The pathways essentially failed as the crisis team still was able to reject the referral, thus  effectively closing down an avenue for ongoing close care and communication as the crisis  presentation continued. The Trust’s internal report concluded that Kallum should have been assessed in person and probably should have been accepted back by the crisis team, but in court this conclusion was contested by the service manager. His evidence was that the 
crisis team was not appropriate for Kallum and the community team should continue the  care. This re-emphasied the challenges faced by patients seeking crisis care as the Trust’s  own professionals were not in agreement or working collaboratively to find a safe solution.   The situation appears not to have changed in the 12 months following this death. 

There appears to be no route to access the “half way house” provisions of care unless via the crisis team and so these were not offered or discussed with Kallum or his family who  were trying to care for him.   

I am therefore raising this concern with the WLNHS Trust
6ACTION SHOULD BE TAKEN
In my opinion action should be taken to prevent future deaths and I believe you have the power to take such action. 
7YOUR RESPONSE 
You are under a duty to respond to this report within 56 days of the date of this report, namely by 3 April 2026. I, the coroner, may extend the period. 

Your response must contain details of action taken or proposed to be taken, setting out the timetable for action.

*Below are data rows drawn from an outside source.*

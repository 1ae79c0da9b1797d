use engine::GameLogic;
use engine::graphics::{CpuRenderer, Renderer2d};
use engine::surface::SurfaceSize;

use crate::board::Board;
use crate::config::PuzzleConfig;
use crate::geometry::PieceId;
use crate::group::GroupId;
use crate::viewport::Viewport;

/// Pointer and camera gestures, already separated from window events by the host.
#[derive(Debug, Clone, Copy, PartialEq)]
pub enum PuzzleInput {
    /// Primary button down at a screen position.
    Press { x: f32, y: f32 },
    /// Pointer motion in screen pixels.
    Drag { dx: f32, dy: f32 },
    Release,
    PanStart,
    PanEnd,
    /// Positive zooms in.
    Zoom { steps: f32 },
    ResetView,
    Resize { width: u32, height: u32 },
}

#[derive(Debug, Clone, Copy, PartialEq, Eq)]
pub enum SessionEvent {
    PickedUp(PieceId),
    Merged { group: GroupId, size: usize },
    Anchored { group: GroupId },
    /// Reported once, by the release that joins the last two clusters or anchors the only one.
    Completed,
}

/// A board, the camera over it, and what the pointer is doing.
#[derive(Debug, Clone)]
pub struct PuzzleSession {
    board: Board,
    viewport: Viewport,
    held: Option<PieceId>,
    panning: bool,
    completion_reported: bool,
}

impl PuzzleSession {
    pub fn new(board: Board, window: SurfaceSize, config: &PuzzleConfig) -> Self {
        let viewport = Viewport::new(&board, window, config);
        Self {
            board,
            viewport,
            held: None,
            panning: false,
            completion_reported: false,
        }
    }

    pub fn board(&self) -> &Board {
        &self.board
    }

    pub fn board_mut(&mut self) -> &mut Board {
        &mut self.board
    }

    pub fn viewport(&self) -> &Viewport {
        &self.viewport
    }

    pub fn held(&self) -> Option<PieceId> {
        self.held
    }

    pub fn is_panning(&self) -> bool {
        self.panning
    }

    pub fn is_complete(&self) -> bool {
        self.board.is_complete()
    }

    pub fn handle_input(&mut self, input: PuzzleInput) -> Vec<SessionEvent> {
        let mut events = Vec::new();
        match input {
            PuzzleInput::Press { x, y } => {
                let (bx, by) = self.viewport.screen_to_board(x, y);
                self.held = self.board.hit_test(bx, by);
                if let Some(id) = self.held {
                    tracing::debug!(id, bx, by, "piece picked up");
                    events.push(SessionEvent::PickedUp(id));
                }
            }
            PuzzleInput::Drag { dx, dy } => {
                if self.panning {
                    self.viewport.pan_by(dx, dy);
                }
                if let Some(id) = self.held {
                    let scale = self.viewport.scale();
                    self.board.move_group(id, dx / scale, dy / scale);
                }
            }
            PuzzleInput::Release => {
                if let Some(id) = self.held.take() {
                    let outcome = self.board.release(id);
                    if outcome.merges > 0 {
                        events.push(SessionEvent::Merged {
                            group: outcome.group,
                            size: outcome.group_size,
                        });
                    }
                    if outcome.anchored {
                        events.push(SessionEvent::Anchored {
                            group: outcome.group,
                        });
                    }
                    // A single-piece board is one cluster from the start; it completes when
                    // that piece anchors.
                    let settled = outcome.merges > 0 || outcome.anchored;
                    if outcome.completed && settled && !self.completion_reported {
                        self.completion_reported = true;
                        events.push(SessionEvent::Completed);
                    }
                }
            }
            PuzzleInput::PanStart => self.panning = true,
            PuzzleInput::PanEnd => self.panning = false,
            PuzzleInput::Zoom { steps } => self.viewport.zoom(steps),
            PuzzleInput::ResetView => self.viewport.reset(&self.board),
            PuzzleInput::Resize { width, height } => {
                self.viewport.resize(SurfaceSize::new(width, height));
            }
        }
        events
    }

    pub fn render(&self, gfx: &mut dyn Renderer2d) {
        self.viewport.compose(&self.board, gfx);
    }

    /// Composes into a caller-owned RGBA buffer of `width` x `height`.
    pub fn render_into(&self, frame: &mut [u8], width: u32, height: u32) {
        let mut gfx = CpuRenderer::new(frame, SurfaceSize::new(width, height));
        self.render(&mut gfx);
    }
}

/// Replays `PuzzleInput`s from a fixed starting session.
#[derive(Debug, Clone)]
pub struct PuzzleLogic {
    initial: PuzzleSession,
}

impl PuzzleLogic {
    pub fn new(initial: PuzzleSession) -> Self {
        Self { initial }
    }
}

impl GameLogic for PuzzleLogic {
    type State = PuzzleSession;
    type Input = PuzzleInput;

    fn initial_state(&self) -> Self::State {
        self.initial.clone()
    }

    fn step(&self, state: &Self::State, input: Self::Input) -> Self::State {
        let mut next = state.clone();
        next.handle_input(input);
        next
    }
}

Otherwise you must explain why no action is proposed. 
8COPIES and PUBLICATION 
I have sent a copy of my report to the Chief Coroner and to the following Interested Persons
– family members
– Central and North West London NHS Trust.

I am also under a duty to send the Chief Coroner a copy of your response.

The Chief Coroner may publish either or both in a complete or redacted or summary form. He may send a copy of this report to any person who he believes may find it useful or of  interest. You may make representations to me, the coroner, at the time of your response,  about the release or the publication of your response by the Chief Coroner.